The beer-diaper example is an example of associative mining.
• Sequential patterns: Data is mined to anticipate behavior patterns and trends. For example, an outdoor equipment retailer could predict the likelihood of a backpack being
purchased based on a consumer's purchase of sleeping bags and hiking shoes.
• Data mining consists of five major elements:
• Extract, transform, and load transaction data onto the data warehouse system.
• Store and manage the data in a multidimensional database system.
• Provide data access to business analysts and information technology professionals.
• Analyze the data by application software.

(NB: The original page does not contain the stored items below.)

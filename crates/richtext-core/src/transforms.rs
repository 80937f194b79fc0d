//! Location-based editing primitives built on top of [`Op`].
//!
//! A [`Transforms`] borrows the live document and selection for the length of
//! one command. Every primitive lowers to ops through [`Transforms::apply`],
//! which records the forward op and its inverse and carries the selection
//! along. Public primitives check the grammar once they are done and are
//! atomic: on any error the ops they applied are undone, dropped from the
//! batch, and the selection is put back.

use tracing::{trace, warn};

use crate::error::Result;
use crate::node::{Document, ElementKind, ElementProps, Location, Node, Point, Selection};
use crate::ops::{Affinity, Op, PropsPatch};
use crate::path::{self, Path};

/// Which nodes a location-based primitive acts on.
#[derive(Debug, Clone, Copy, PartialEq, Eq)]
pub enum Match {
    Text,
    Kind(ElementKind),
    /// Elements whose children are leaves.
    TextBlock,
    List,
}

impl Match {
    pub fn matches(self, node: &Node) -> bool {
        match (self, node) {
            (Match::Text, Node::Text(_)) => true,
            (Match::Kind(kind), Node::Element(el)) => el.kind == kind,
            (Match::TextBlock, Node::Element(el)) => el.kind.is_text_block(),
            (Match::List, Node::Element(el)) => el.kind.is_list(),
            _ => false,
        }
    }
}

pub struct Transforms<'a> {
    doc: &'a mut Document,
    selection: &'a mut Selection,
    ops: Vec<Op>,
    inverse: Vec<Op>,
}

impl<'a> Transforms<'a> {
    pub fn new(doc: &'a mut Document, selection: &'a mut Selection) -> Self {
        Self {
            doc,
            selection,
            ops: Vec::new(),
            inverse: Vec::new(),
        }
    }

    pub fn doc(&self) -> &Document {
        self.doc
    }

    pub fn selection(&self) -> &Selection {
        self.selection
    }

    pub fn set_selection(&mut self, selection: Selection) {
        *self.selection = selection;
    }

    pub fn ops(&self) -> &[Op] {
        &self.ops
    }

    /// Forward ops in application order, and their inverses in undo order.
    pub fn finish(self) -> (Vec<Op>, Vec<Op>) {
        let Self {
            ops, mut inverse, ..
        } = self;
        inverse.reverse();
        (ops, inverse)
    }

    pub fn apply(&mut self, op: Op) -> Result<()> {
        trace!(op = op.name(), path = ?op.path(), "apply op");
        let inverse = op.clone().apply(self.doc)?;
        self.selection.transform(&op);
        self.ops.push(op);
        self.inverse.push(inverse);
        Ok(())
    }

    /// Run `f` as one unit. On error, replay the inverses it recorded, drop
    /// its ops and restore the selection.
    fn atomic<T>(&mut self, f: impl FnOnce(&mut Self) -> Result<T>) -> Result<T> {
        let mark = self.ops.len();
        let selection = self.selection.clone();
        let result = f(self);
        if result.is_err() {
            self.rollback(mark, selection);
        }
        result
    }

    fn rollback(&mut self, mark: usize, selection: Selection) {
        self.ops.truncate(mark);
        for inverse in self.inverse.drain(mark..).rev() {
            if let Err(err) = inverse.apply(self.doc) {
                warn!(%err, "inverse op failed during rollback");
            }
        }
        *self.selection = selection;
    }

    /// Apply `op` and carry `tracked` points through it with their affinity.
    fn apply_tracking(&mut self, op: Op, tracked: &mut [(&mut Point, Affinity)]) -> Result<()> {
        self.apply(op.clone())?;
        for (point, affinity) in tracked.iter_mut() {
            if let Some(next) = point.transform(&op, *affinity) {
                **point = next;
            }
        }
        Ok(())
    }

    pub fn insert_node(&mut self, path: &[usize], node: Node) -> Result<()> {
        self.atomic(|tx| {
            tx.apply(Op::InsertNode {
                path: path.to_vec(),
                node,
            })?;
            tx.doc.validate()
        })
    }

    pub fn remove_node(&mut self, path: &[usize]) -> Result<()> {
        self.atomic(|tx| {
            tx.apply(Op::RemoveNode {
                path: path.to_vec(),
            })?;
            tx.doc.validate()
        })
    }

    pub fn split_node(&mut self, path: &[usize], position: usize) -> Result<()> {
        self.atomic(|tx| {
            let op = tx.split_op(path, position)?;
            tx.apply(op)?;
            tx.doc.validate()
        })
    }

    /// Merge the node at `path` into its previous sibling.
    pub fn merge_node(&mut self, path: &[usize]) -> Result<()> {
        self.atomic(|tx| {
            let prev = path::previous(path)?;
            let position = match tx.doc.node(&prev)? {
                Node::Text(t) => t.text.len(),
                Node::Element(el) => el.children.len(),
            };
            let properties = tx.doc.node(path)?.props();
            tx.apply(Op::MergeNode {
                path: path.to_vec(),
                position,
                properties,
            })?;
            tx.doc.validate()
        })
    }

    /// Apply the part of `patch` that would change the node at `path`.
    /// Returns whether anything changed.
    pub fn set_node_properties(&mut self, path: &[usize], patch: &PropsPatch) -> Result<bool> {
        self.atomic(|tx| {
            let changed = tx.patch_node(path, patch)?;
            tx.doc.validate()?;
            Ok(changed)
        })
    }

    fn patch_node(&mut self, path: &[usize], patch: &PropsPatch) -> Result<bool> {
        let effective = match (self.doc.node(path)?, patch) {
            (Node::Element(el), PropsPatch::Element(p)) => {
                let p = p.effective(el);
                (!p.is_empty()).then_some(PropsPatch::Element(p))
            }
            (Node::Text(t), PropsPatch::Text(p)) => {
                let p = p.effective(&t.marks);
                (!p.is_empty()).then_some(PropsPatch::Text(p))
            }
            _ => None,
        };
        let Some(patch) = effective else {
            return Ok(false);
        };
        self.apply(Op::SetNodeProperties {
            path: path.to_vec(),
            patch,
        })?;
        Ok(true)
    }

    /// Patch every node at `at` accepted by `matcher`. With `split`, leaves
    /// partially covered by an expanded range are split at the range edges
    /// first so only the covered text changes. Returns the number of matched
    /// nodes.
    pub fn set_nodes(
        &mut self,
        patch: &PropsPatch,
        at: &Location,
        matcher: Match,
        split: bool,
    ) -> Result<usize> {
        self.atomic(|tx| tx.set_nodes_in_place(patch, at, matcher, split))
    }

    fn set_nodes_in_place(
        &mut self,
        patch: &PropsPatch,
        at: &Location,
        matcher: Match,
        split: bool,
    ) -> Result<usize> {
        let (mut start, mut end) = self.doc.span(at)?;
        let expanded = start != end;

        if split && expanded && matcher == Match::Text {
            let follows_selection = self.selection.ordered() == (start.clone(), end.clone());
            let backward = self.selection.focus.is_before(&self.selection.anchor);

            let end_len = self.doc.leaf(&end.path)?.text.len();
            if end.offset > 0 && end.offset < end_len {
                let op = self.split_op(&end.path, end.offset)?;
                self.apply_tracking(op, &mut [(&mut start, Affinity::Forward)])?;
            }
            let start_len = self.doc.leaf(&start.path)?.text.len();
            if start.offset > 0 && start.offset < start_len {
                let op = self.split_op(&start.path, start.offset)?;
                self.apply_tracking(op, &mut [(&mut end, Affinity::Backward)])?;
                start = Point::new(path::next(&start.path)?, 0);
            }

            if follows_selection {
                *self.selection = if backward {
                    Selection::new(end.clone(), start.clone())
                } else {
                    Selection::new(start.clone(), end.clone())
                };
            }
        }

        let targets = self.matching_paths(&start, &end, matcher)?;
        for target in &targets {
            self.patch_node(target, patch)?;
        }
        self.doc.validate()?;
        Ok(targets.len())
    }

    fn split_op(&self, path: &[usize], position: usize) -> Result<Op> {
        Ok(Op::SplitNode {
            path: path.to_vec(),
            position,
            properties: self.doc.node(path)?.props(),
        })
    }

    fn matching_paths(&self, start: &Point, end: &Point, matcher: Match) -> Result<Vec<Path>> {
        let expanded = start != end;
        let mut out = Vec::new();
        for p in self.doc.paths_between(&start.path, &end.path) {
            let node = self.doc.node(&p)?;
            if !matcher.matches(node) {
                continue;
            }
            if let (true, Node::Text(t)) = (expanded, node) {
                let from = if p == start.path { start.offset } else { 0 };
                let to = if p == end.path { end.offset } else { t.text.len() };
                if from >= to {
                    continue;
                }
            }
            out.push(p);
        }
        Ok(out)
    }

    /// Wrap each contiguous sibling run of matched nodes at `at` in a new
    /// element. Nodes inside an already matched node are left alone.
    pub fn wrap_nodes(&mut self, wrapper: ElementProps, at: &Location, matcher: Match) -> Result<usize> {
        self.atomic(|tx| tx.wrap_nodes_in_place(wrapper, at, matcher))
    }

    fn wrap_nodes_in_place(&mut self, wrapper: ElementProps, at: &Location, matcher: Match) -> Result<usize> {
        let mut matched: Vec<Path> = Vec::new();
        for p in self.doc.paths_at(at)? {
            if !matcher.matches(self.doc.node(&p)?) {
                continue;
            }
            if matched.iter().any(|m| path::is_ancestor(m, &p)) {
                continue;
            }
            matched.push(p);
        }

        let mut runs: Vec<(Path, usize)> = Vec::new();
        for p in matched {
            if let Some((first, count)) = runs.last_mut() {
                let (first_parent, first_ix) = first.split_at(first.len() - 1);
                let (parent, ix) = p.split_at(p.len() - 1);
                if first_parent == parent && first_ix[0] + *count == ix[0] {
                    *count += 1;
                    continue;
                }
            }
            runs.push((p, 1));
        }

        let wrapped = runs.len();
        for (path, count) in runs.into_iter().rev() {
            self.apply(Op::WrapNodes {
                path,
                count,
                wrapper,
            })?;
        }
        self.doc.validate()?;
        Ok(wrapped)
    }

    /// Lift the children of every matched element at `at` into its parent.
    /// With `split`, only the children covered by the location are lifted;
    /// the rest stay behind in copies of the element.
    pub fn unwrap_nodes(&mut self, at: &Location, matcher: Match, split: bool) -> Result<usize> {
        self.atomic(|tx| tx.unwrap_nodes_in_place(at, matcher, split))
    }

    fn unwrap_nodes_in_place(&mut self, at: &Location, matcher: Match, split: bool) -> Result<usize> {
        let (mut start, mut end) = self.doc.span(at)?;
        let mut targets: Vec<Path> = Vec::new();
        for p in self.doc.paths_between(&start.path, &end.path) {
            let node = self.doc.node(&p)?;
            if matches!(node, Node::Element(_)) && matcher.matches(node) {
                targets.push(p);
            }
        }

        for target in targets.iter().rev() {
            let len = self.doc.element(target)?.children.len();
            if !split || len == 0 {
                self.apply_tracking(
                    Op::UnwrapNodes {
                        path: target.clone(),
                        count: len,
                    },
                    &mut [(&mut start, Affinity::Forward), (&mut end, Affinity::Backward)],
                )?;
                continue;
            }

            let depth = target.len();
            let first = if path::is_ancestor(target, &start.path) {
                start.path[depth]
            } else {
                0
            };
            let last = if path::is_ancestor(target, &end.path) {
                end.path[depth]
            } else {
                len - 1
            };
            let last = last.max(first);

            if last + 1 < len {
                let op = self.split_op(target, last + 1)?;
                self.apply_tracking(
                    op,
                    &mut [(&mut start, Affinity::Forward), (&mut end, Affinity::Backward)],
                )?;
            }
            let mut lifted = target.clone();
            if first > 0 {
                let op = self.split_op(target, first)?;
                self.apply_tracking(
                    op,
                    &mut [(&mut start, Affinity::Forward), (&mut end, Affinity::Backward)],
                )?;
                lifted = path::next(target)?;
            }
            self.apply_tracking(
                Op::UnwrapNodes {
                    path: lifted,
                    count: last - first + 1,
                },
                &mut [(&mut start, Affinity::Forward), (&mut end, Affinity::Backward)],
            )?;
        }
        self.doc.validate()?;
        Ok(targets.len())
    }
}
use std::collections::HashMap;
use std::sync::Arc;

use serde::Deserialize;
use serde::de::DeserializeOwned;
use serde_json::Value;

use crate::core::Editor;
use crate::error::{EditorError, Result};
use crate::node::{Align, ElementKind, MarkKind, MarkValue};
use crate::normalize::{
    EnsureBlocksHaveContent, EnsureNonEmptyDocument, MergeAdjacentTextLeaves, NormalizeBlockAttrs,
    NormalizePass, RemoveEmptyLeaves, WrapStrayLeaves,
};
use crate::path::Path;

pub type CommandHandler = Arc<dyn Fn(&mut Editor, Option<Value>) -> Result<()> + Send + Sync>;
pub type QueryHandler = Arc<dyn Fn(&Editor, Option<Value>) -> Result<Value> + Send + Sync>;

#[derive(Clone)]
pub struct CommandSpec {
    pub id: String,
    pub label: String,
    pub description: Option<String>,
    pub keywords: Vec<String>,
    pub args_example: Option<Value>,
    pub handler: CommandHandler,
}

impl CommandSpec {
    pub fn new(
        id: impl Into<String>,
        label: impl Into<String>,
        handler: impl Fn(&mut Editor, Option<Value>) -> Result<()> + Send + Sync + 'static,
    ) -> Self {
        Self {
            id: id.into(),
            label: label.into(),
            description: None,
            keywords: Vec::new(),
            args_example: None,
            handler: Arc::new(handler),
        }
    }

    pub fn description(mut self, description: impl Into<String>) -> Self {
        self.description = Some(description.into());
        self
    }

    pub fn keywords<I, S>(mut self, keywords: I) -> Self
    where
        I: IntoIterator<Item = S>,
        S: Into<String>,
    {
        self.keywords = keywords.into_iter().map(Into::into).collect();
        self
    }

    pub fn args_example(mut self, args_example: Value) -> Self {
        self.args_example = Some(args_example);
        self
    }
}

#[derive(Clone)]
pub struct QuerySpec {
    pub id: String,
    pub handler: QueryHandler,
}

impl QuerySpec {
    pub fn new(
        id: impl Into<String>,
        handler: impl Fn(&Editor, Option<Value>) -> Result<Value> + Send + Sync + 'static,
    ) -> Self {
        Self {
            id: id.into(),
            handler: Arc::new(handler),
        }
    }
}

/// A bundle of commands, queries and normalize passes registered together.
pub trait EditorPlugin: Send + Sync {
    fn id(&self) -> &'static str;
    fn normalize_passes(&self) -> Vec<Box<dyn NormalizePass>> {
        Vec::new()
    }
    fn commands(&self) -> Vec<CommandSpec> {
        Vec::new()
    }
    fn queries(&self) -> Vec<QuerySpec> {
        Vec::new()
    }
}

#[derive(Default)]
pub struct PluginRegistry {
    plugins: Vec<&'static str>,
    normalize_passes: Vec<Box<dyn NormalizePass>>,
    commands: HashMap<String, CommandSpec>,
    queries: HashMap<String, QuerySpec>,
}

impl PluginRegistry {
    pub fn new(plugins: impl IntoIterator<Item = Box<dyn EditorPlugin>>) -> Result<Self> {
        let mut registry = Self::default();
        for plugin in plugins {
            registry.register_plugin(plugin)?;
        }
        Ok(registry)
    }

    /// Normalization, text insertion and history.
    pub fn core() -> Self {
        let mut registry = Self::default();
        for plugin in core_plugins() {
            registry.insert(plugin);
        }
        registry
    }

    /// Everything in [`PluginRegistry::core`] plus marks, blocks, alignment
    /// and checklists.
    pub fn richtext() -> Self {
        let mut registry = Self::core();
        for plugin in richtext_plugins() {
            registry.insert(plugin);
        }
        registry
    }

    /// Fails without registering anything if the plugin reuses a command or
    /// query id.
    pub fn register_plugin(&mut self, plugin: Box<dyn EditorPlugin>) -> Result<()> {
        let id = plugin.id();
        if self.plugins.contains(&id) {
            return Err(EditorError::structural(format!("Duplicate plugin id: {id}")));
        }
        for cmd in plugin.commands() {
            if self.commands.contains_key(&cmd.id) {
                return Err(EditorError::structural(format!(
                    "Duplicate command id: {}",
                    cmd.id
                )));
            }
        }
        for query in plugin.queries() {
            if self.queries.contains_key(&query.id) {
                return Err(EditorError::structural(format!(
                    "Duplicate query id: {}",
                    query.id
                )));
            }
        }
        self.insert(plugin);
        Ok(())
    }

    fn insert(&mut self, plugin: Box<dyn EditorPlugin>) {
        self.plugins.push(plugin.id());
        self.normalize_passes.extend(plugin.normalize_passes());
        for cmd in plugin.commands() {
            self.commands.insert(cmd.id.clone(), cmd);
        }
        for query in plugin.queries() {
            self.queries.insert(query.id.clone(), query);
        }
    }

    pub fn plugin_ids(&self) -> &[&'static str] {
        &self.plugins
    }

    pub fn normalize_passes(&self) -> &[Box<dyn NormalizePass>] {
        &self.normalize_passes
    }

    pub fn commands(&self) -> &HashMap<String, CommandSpec> {
        &self.commands
    }

    pub fn command(&self, id: &str) -> Option<CommandSpec> {
        self.commands.get(id).cloned()
    }

    pub fn queries(&self) -> &HashMap<String, QuerySpec> {
        &self.queries
    }

    pub fn query(&self, id: &str) -> Option<QuerySpec> {
        self.queries.get(id).cloned()
    }
}

fn core_plugins() -> Vec<Box<dyn EditorPlugin>> {
    vec![
        Box::new(CoreNormalizePlugin),
        Box::new(TextPlugin),
        Box::new(HistoryPlugin),
    ]
}

fn richtext_plugins() -> Vec<Box<dyn EditorPlugin>> {
    vec![
        Box::new(MarksPlugin),
        Box::new(BlocksPlugin),
        Box::new(AlignPlugin),
        Box::new(ChecklistPlugin),
    ]
}

fn parse_args<T: DeserializeOwned>(id: &str, args: Option<Value>) -> Result<T> {
    serde_json::from_value(args.unwrap_or(Value::Null))
        .map_err(|err| EditorError::invalid_args(id, err.to_string()))
}

fn to_value(id: &str, value: impl serde::Serialize) -> Result<Value> {
    serde_json::to_value(value).map_err(|err| EditorError::invalid_args(id, err.to_string()))
}

struct CoreNormalizePlugin;

impl EditorPlugin for CoreNormalizePlugin {
    fn id(&self) -> &'static str {
        "core.normalize"
    }

    fn normalize_passes(&self) -> Vec<Box<dyn NormalizePass>> {
        vec![
            Box::new(EnsureNonEmptyDocument),
            Box::new(WrapStrayLeaves),
            Box::new(EnsureBlocksHaveContent),
            Box::new(NormalizeBlockAttrs),
            Box::new(RemoveEmptyLeaves),
            Box::new(MergeAdjacentTextLeaves),
        ]
    }
}

#[derive(Deserialize)]
struct TextArgs {
    text: String,
}

struct TextPlugin;

impl EditorPlugin for TextPlugin {
    fn id(&self) -> &'static str {
        "core.text"
    }

    fn commands(&self) -> Vec<CommandSpec> {
        vec![
            CommandSpec::new("text.insert", "Insert text", |editor, args| {
                let args: TextArgs = parse_args("text.insert", args)?;
                editor.insert_text(&args.text)
            })
            .description("Insert text at the caret, carrying any held marks.")
            .keywords(["type", "text", "insert"])
            .args_example(serde_json::json!({ "text": "hello" })),
        ]
    }
}

struct HistoryPlugin;

impl EditorPlugin for HistoryPlugin {
    fn id(&self) -> &'static str {
        "core.history"
    }

    fn commands(&self) -> Vec<CommandSpec> {
        vec![
            CommandSpec::new("history.undo", "Undo", |editor, _args| {
                editor.undo().map(|_| ())
            })
            .keywords(["undo", "history"]),
            CommandSpec::new("history.redo", "Redo", |editor, _args| {
                editor.redo().map(|_| ())
            })
            .keywords(["redo", "history"]),
        ]
    }

    fn queries(&self) -> Vec<QuerySpec> {
        vec![
            QuerySpec::new("history.can_undo", |editor, _args| {
                Ok(Value::Bool(editor.can_undo()))
            }),
            QuerySpec::new("history.can_redo", |editor, _args| {
                Ok(Value::Bool(editor.can_redo()))
            }),
        ]
    }
}

#[derive(Deserialize)]
struct MarkArgs {
    mark: MarkKind,
}

#[derive(Deserialize)]
struct SetMarkArgs {
    mark: MarkKind,
    value: MarkValue,
}

struct MarksPlugin;

impl EditorPlugin for MarksPlugin {
    fn id(&self) -> &'static str {
        "marks"
    }

    fn commands(&self) -> Vec<CommandSpec> {
        vec![
            CommandSpec::new("marks.toggle", "Toggle mark", |editor, args| {
                let args: MarkArgs = parse_args("marks.toggle", args)?;
                editor.toggle_mark(args.mark)
            })
            .description("Toggle a boolean mark on the selection or for the next typed text.")
            .keywords(["bold", "italic", "underline", "strikethrough", "superscript", "mark"])
            .args_example(serde_json::json!({ "mark": "bold" })),
            CommandSpec::new("marks.set", "Set mark", |editor, args| {
                let args: SetMarkArgs = parse_args("marks.set", args)?;
                editor.set_mark(args.mark, args.value)
            })
            .description("Set a mark value such as font family, size, color or highlight.")
            .keywords(["font", "size", "color", "highlight", "mark"])
            .args_example(serde_json::json!({ "mark": "fontFamily", "value": "Georgia" })),
            CommandSpec::new("marks.unset", "Remove mark", |editor, args| {
                let args: MarkArgs = parse_args("marks.unset", args)?;
                editor.unset_mark(args.mark)
            })
            .keywords(["clear", "remove", "mark"])
            .args_example(serde_json::json!({ "mark": "color" })),
        ]
    }

    fn queries(&self) -> Vec<QuerySpec> {
        vec![
            QuerySpec::new("marks.is_active", |editor, args| {
                let args: MarkArgs = parse_args("marks.is_active", args)?;
                Ok(Value::Bool(editor.is_mark_active(args.mark)))
            }),
            QuerySpec::new("marks.get_active", |editor, _args| {
                to_value("marks.get_active", editor.active_marks())
            }),
        ]
    }
}

#[derive(Deserialize)]
struct BlockArgs {
    kind: ElementKind,
}

struct BlocksPlugin;

impl EditorPlugin for BlocksPlugin {
    fn id(&self) -> &'static str {
        "blocks"
    }

    fn commands(&self) -> Vec<CommandSpec> {
        vec![
            CommandSpec::new("block.toggle", "Toggle block type", |editor, args| {
                let args: BlockArgs = parse_args("block.toggle", args)?;
                editor.toggle_block(args.kind)
            })
            .description("Switch the selected blocks to a block type or list, or back to paragraphs.")
            .keywords(["paragraph", "list", "bulleted", "numbered", "block"])
            .args_example(serde_json::json!({ "kind": "bulleted-list" })),
        ]
    }

    fn queries(&self) -> Vec<QuerySpec> {
        vec![QuerySpec::new("block.is_active", |editor, args| {
            let args: BlockArgs = parse_args("block.is_active", args)?;
            Ok(Value::Bool(editor.is_block_active(args.kind)))
        })]
    }
}

#[derive(Deserialize)]
struct AlignArgs {
    align: Align,
}

struct AlignPlugin;

impl EditorPlugin for AlignPlugin {
    fn id(&self) -> &'static str {
        "align"
    }

    fn commands(&self) -> Vec<CommandSpec> {
        vec![
            CommandSpec::new("block.set_align", "Set block alignment", |editor, args| {
                let args: AlignArgs = parse_args("block.set_align", args)?;
                editor.set_alignment(args.align)
            })
            .description("Set text alignment for the selected paragraphs.")
            .keywords(["align", "alignment", "left", "center", "right", "justify"])
            .args_example(serde_json::json!({ "align": "center" })),
        ]
    }

    fn queries(&self) -> Vec<QuerySpec> {
        vec![QuerySpec::new("block.align", |editor, _args| {
            to_value("block.align", editor.active_alignment())
        })]
    }
}

#[derive(Deserialize)]
struct CheckedArgs {
    path: Path,
    checked: bool,
}

#[derive(Deserialize, Default)]
struct PathArgs {
    #[serde(default)]
    path: Option<Path>,
}

struct ChecklistPlugin;

impl EditorPlugin for ChecklistPlugin {
    fn id(&self) -> &'static str {
        "checklist"
    }

    fn commands(&self) -> Vec<CommandSpec> {
        vec![
            CommandSpec::new("checklist.toggle", "Toggle checklist", |editor, _args| {
                editor.toggle_checklist()
            })
            .description("Turn the selected blocks into checklist items, or back into paragraphs.")
            .keywords(["todo", "task", "checkbox", "checklist"]),
            CommandSpec::new("checklist.set_checked", "Set checked", |editor, args| {
                let args: CheckedArgs = parse_args("checklist.set_checked", args)?;
                editor.set_checklist_checked(&args.path, args.checked)
            })
            .description("Check or uncheck the checklist item at a path.")
            .keywords(["todo", "checkbox", "checked"])
            .args_example(serde_json::json!({ "path": [0], "checked": true })),
        ]
    }

    fn queries(&self) -> Vec<QuerySpec> {
        vec![QuerySpec::new("checklist.is_checked", |editor, args| {
            let args: PathArgs = match args {
                Some(args) => parse_args("checklist.is_checked", Some(args))?,
                None => PathArgs::default(),
            };
            let checked = match args.path {
                Some(path) => Some(editor.checklist_checked(&path)?),
                None => editor.active_checklist_checked(),
            };
            to_value("checklist.is_checked", checked)
        })]
    }
}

• Present the data in a useful format, such as a graph or table.
7. OLAP
• OLAP is an acronym for On Line Analytical
Processing. It is an approach to quickly provide the answer to analytical queries that are dimensional in nature.
• It is part of the broader category business
intelligence, which also includes Extract transform load (ETL), relational reporting and data mining.
• The typical applications of OLAP are in business reporting for sales, marketing, management
reporting, business performance management (BPM), budgeting and forecasting, financial reporting and similar areas.
• The term OLAP was created as a slight modification of the traditional database term OLTP (On Line
Transaction Processing).
• Databases configured for OLAP employ a
multidimensional data model, allowing for complex analytical and ad-hoc queries with a rapid execution time.
• Nigel Pendse has suggested that an alternative and perhaps more descriptive term to describe the
concept of OLAP is Fast Analysis of Shared Multidimensional Information (FASMI). They borrow aspects of navigational databases and
hierarchical databases that are speedier than their relational
Functionality
• OLAP takes a snapshot of a set of source data and
restructures it into an OLAP cube. The queries can then be run against this. It has been claimed that for complex
queries OLAP can produce an answer in around 0.1% of the time for the same query on OLTP relational data.
• The cube is created from a star schema or snowflake schema of tables. At the centre is the fact table which lists the core facts which make up the query. Numerous dimension tables are linked to the fact tables. These tables indicate how the aggregations of relational data can be analyzed. The number of possible aggregations is determined by every possible
manner in which the original data can be hierarchically linked.
• For example a set of customers can be grouped by city, by district or by country; so with 50 cities, 8 districts and two countries there are three
hierarchical levels with 60 members.
• These customers can be considered in relation to products; if there are 250 products with 20
categories, three families and three departments then there are 276 product members.
• With just these two dimensions there are 16,560 (276 * 60) possible aggregations. As the data
considered increases the number of aggregations can quickly total tens of millions or more.
• The calculation of the aggregations AND the base data combined make up an OLAP cube, which can potentially contain all the answers to every query which can be answered from the data (as in Gray, Bosworth, Layman, and Pirahesh, 1997). Due to the potentially large number of aggregations to be
calculated, often only a predetermined number are fully calculated while the remainder are solved on demand.